Before Pember wrote about animal rights there had already been many Christians in England involved in protesting against the maltreatment of domestic animals, agitating for legislation against cruelty to animals, and in rejecting the practice of the scientific dissection of living animals called vivisection. An early but failed attempt to pass a Bill against cruelty to animals was initiated by Thomas Erskine (1750–1823). He was a Christian who served in the House of Lords and was also Lord Chancellor in England. In 1809 Erskine "introduced into the Lords a Bill for the prevention of malicious and wanton cruelty to animals". Although Erskine's bill was rejected in the House of Commons, a later legislative attempt to punish acts of cruelty to animals was successfully passed by England's parliament in 1822. The architect of that 1822 legislation was the Irish Christian politician Richard Martin. Two years after the passage of Martin's anti-cruelty legislation, a meeting was called on 16 June 1824 for the formation of an organisation to oppose animal cruelty. With the exception of Lewis Gompertz who was a Jew, everyone else who attended the meeting were professing Christians and a new organisation was founded. The principal founding figures were Rev. Arthur Broome, William Wilberforce, Richard Martin and Thomas Fowell Buxton, and the organisation they created became the Royal Society for the Prevention of Cruelty to Animals in England. Alongside the activities of organisations like the RSPCA, there was a steady stream of books where Christians argued for animal welfare and animal rights, and most writers linked animal rights to theological topics such as whether animals have a soul, that brutality is sin, and if they will be included in the general resurrection of the dead.
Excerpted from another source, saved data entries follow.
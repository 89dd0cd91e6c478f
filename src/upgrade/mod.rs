//! Runtime upgrade orchestrator.
//!
//! Stages run strictly forward:
//! validate target → collect inventory → select & plan → confirm → apply.
//! The orchestrator only returns structured values; rendering happens in a
//! [`Presenter`].

pub mod apply;
pub mod inventory;
pub mod plan;
pub mod runtime;

use crate::cloud::CloudApi;
use crate::prompt::Operator;
use anyhow::Result;
use std::fmt;
use tracing::debug;

pub use apply::{ItemState, PollSettings, UpgradeResult, UpgradeStatus, UpgradeSummary};
pub use inventory::{FunctionRecord, Inventory, LastInvocation};
pub use plan::{Selection, UpgradePlan, UpgradePlanItem};
pub use runtime::{derive_family, validate_target, RuntimeFamily};

/// Where the orchestrator currently is
#[derive(Debug, Clone, Copy, PartialEq, Eq)]
pub enum Phase {
    Idle,
    Collecting,
    Planning,
    Confirming,
    Applying,
    Done,
}

impl fmt::Display for Phase {
    fn fmt(&self, f: &mut fmt::Formatter<'_>) -> fmt::Result {
        let name = match self {
            Phase::Idle => "idle",
            Phase::Collecting => "collecting",
            Phase::Planning => "planning",
            Phase::Confirming => "confirming",
            Phase::Applying => "applying",
            Phase::Done => "done",
        };
        f.write_str(name)
    }
}

/// Rendering hooks. All methods default to doing nothing.
pub trait Presenter {
    fn phase_changed(&mut self, _phase: Phase) {}
    fn inventory(&mut self, _inventory: &Inventory) {}
    fn plan(&mut self, _plan: &UpgradePlan) {}
    fn item_state(&mut self, _name: &str, _state: ItemState) {}
    fn summary(&mut self, _summary: &UpgradeSummary) {}
}

/// Presenter that renders nothing
pub struct NoopPresenter;

impl Presenter for NoopPresenter {}

/// Inputs of one upgrade run
#[derive(Debug, Clone)]
pub struct UpgradeRequest {
    pub target_runtime: String,
    pub selection: Selection,
    /// Replaces the whole layer list with this single ARN
    pub layer: Option<String>,
    pub assume_yes: bool,
    pub dry_run: bool,
}

#[derive(Debug, Clone, PartialEq, Eq)]
pub enum UpgradeOutcome {
    /// Operator cancelled or declined; nothing was changed
    Cancelled,
    /// Every selected function already matches the desired state
    NothingToDo(UpgradePlan),
    DryRun(UpgradePlan),
    Applied {
        plan: UpgradePlan,
        summary: UpgradeSummary,
    },
}

impl UpgradeOutcome {
    /// Summary for reporting; empty for runs that changed nothing
    pub fn summary(&self) -> Option<UpgradeSummary> {
        match self {
            UpgradeOutcome::Cancelled => None,
            UpgradeOutcome::NothingToDo(plan) | UpgradeOutcome::DryRun(plan) => {
                Some(UpgradeSummary::new(plan, Vec::new()))
            }
            UpgradeOutcome::Applied { summary, .. } => Some(summary.clone()),
        }
    }
}

pub struct Orchestrator<'a> {
    api: &'a dyn CloudApi,
    poll: PollSettings,
    phase: Phase,
}

impl<'a> Orchestrator<'a> {
    pub fn new(api: &'a dyn CloudApi, poll: PollSettings) -> Self {
        Self {
            api,
            poll,
            phase: Phase::Idle,
        }
    }

    pub fn phase(&self) -> Phase {
        self.phase
    }

    fn enter(&mut self, phase: Phase, presenter: &mut dyn Presenter) {
        debug!(from = %self.phase, to = %phase, "Upgrade phase change");
        self.phase = phase;
        presenter.phase_changed(phase);
    }

    /// Run the whole upgrade flow.
    ///
    /// Validation, authorization and listing failures are returned as errors
    /// (an [`crate::error::UpgradeError`] inside the `anyhow::Error`). Per-item
    /// failures never are: they end up in the summary.
    pub async fn run(
        &mut self,
        request: &UpgradeRequest,
        operator: &dyn Operator,
        presenter: &mut dyn Presenter,
    ) -> Result<UpgradeOutcome> {
        // Before any network call
        let family = validate_target(&request.target_runtime)?;

        self.enter(Phase::Collecting, presenter);
        let inventory = inventory::collect(self.api, family).await?;
        presenter.inventory(&inventory);

        self.enter(Phase::Planning, presenter);
        let Some(selected) = plan::select(&inventory.candidates, &request.selection, operator)?
        else {
            self.enter(Phase::Done, presenter);
            return Ok(UpgradeOutcome::Cancelled);
        };
        let desired_layers = request.layer.clone().map(|arn| vec![arn]);
        let plan = plan::build_plan(
            &selected,
            &request.target_runtime,
            desired_layers.as_deref(),
        );
        presenter.plan(&plan);

        if plan.is_empty() {
            self.enter(Phase::Done, presenter);
            return Ok(UpgradeOutcome::NothingToDo(plan));
        }
        if request.dry_run {
            self.enter(Phase::Done, presenter);
            return Ok(UpgradeOutcome::DryRun(plan));
        }

        if !request.assume_yes {
            self.enter(Phase::Confirming, presenter);
            let prompt = format!(
                "Upgrade {} function(s) to {}?",
                plan.to_upgrade.len(),
                plan.target_runtime
            );
            if operator.confirm(&prompt)? != Some(true) {
                self.enter(Phase::Done, presenter);
                return Ok(UpgradeOutcome::Cancelled);
            }
        }

        self.enter(Phase::Applying, presenter);
        let results = apply::apply_plan(self.api, &plan.to_upgrade, &self.poll, presenter).await;
        let summary = UpgradeSummary::new(&plan, results);
        presenter.summary(&summary);

        self.enter(Phase::Done, presenter);
        Ok(UpgradeOutcome::Applied { plan, summary })
    }
}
So, it is within that context of Christian thought about animals that Pember contributed a short book Animals: Their Past and Present. He examines the spiritual status of animals in the Bible and explores the duties that humans have towards animals. He argues that humans are made in God's image and likeness and have been given authority by God to rule over the animals (sometimes called dominion). Due to Adam's sin all animals live under the curse. Pember argued that on the basis of several biblical passages in Isaiah 11:6–9, 2 Peter 3 and the book of Revelation that some species of animals will be restored or resurrected to live on the new earth foreshadowed in those biblical books. The nature of animals will be changed so they will no longer be predators, and they will have the capacity for speech. Pember argued that as animals will share in the prophesied new earth that in the present life humans must cease being apathetic about the plight of animals. Humans have responsibilities and duties of care towards animals. Pember's argument about a biblical approach to animal rights as seen from the standpoint of end times prophecy was by no means unique, as some of his Christian contemporaries such as Lutheran authors George N. H. Peters (The Theocratic Kingdom) and Joseph A. Seiss also argued similar points. Likewise, elements of Pember's arguments against brutality to animals had already been anticipated by Christian writers in the previous two hundred years.

== Death ==
Pember died in July 1910 aged 73 at Budleigh Salterton in Devon.

==Bibliography==
- Animals: Their Past and Future, London: Hodder & Stoughton, 1883.
- The Antichrist Babylon and the Coming of the Kingdom, London: Hodder & Stoughton, 1886.
- The Great Prophecies Concerning the Gentiles, the Jews, and the Church of God, London: Hodder & Stoughton, 1887.
- The Great Prophecies of the Centuries Concerning Israel and the Gentiles 6th ed. London: Hodder & Stoughton, 1909.
- The Lord’s Command. A few words on baptism in the form of a reply to a pamphlet entitled "Baptism: pouring on or dipping in?" London: Hodder & Stoughton, 1904.
- Mystery Babylon the Great and The Mysteries and Catholicism : an exposition of Revelation 17 and 18 and An Account of the Rise of the Roman Catholic Church under Pagan InfluencesLondon: Oliphants, 1942.
- Earth Earliest's Ages, and Their Connection with Modern Spiritualism and Theosophy, London: Hodder & Stoughton, 1876.
- The Church the Churches and the Mysteries, of Revelation and Corruption, London: Hodder & Stoughton, 1901.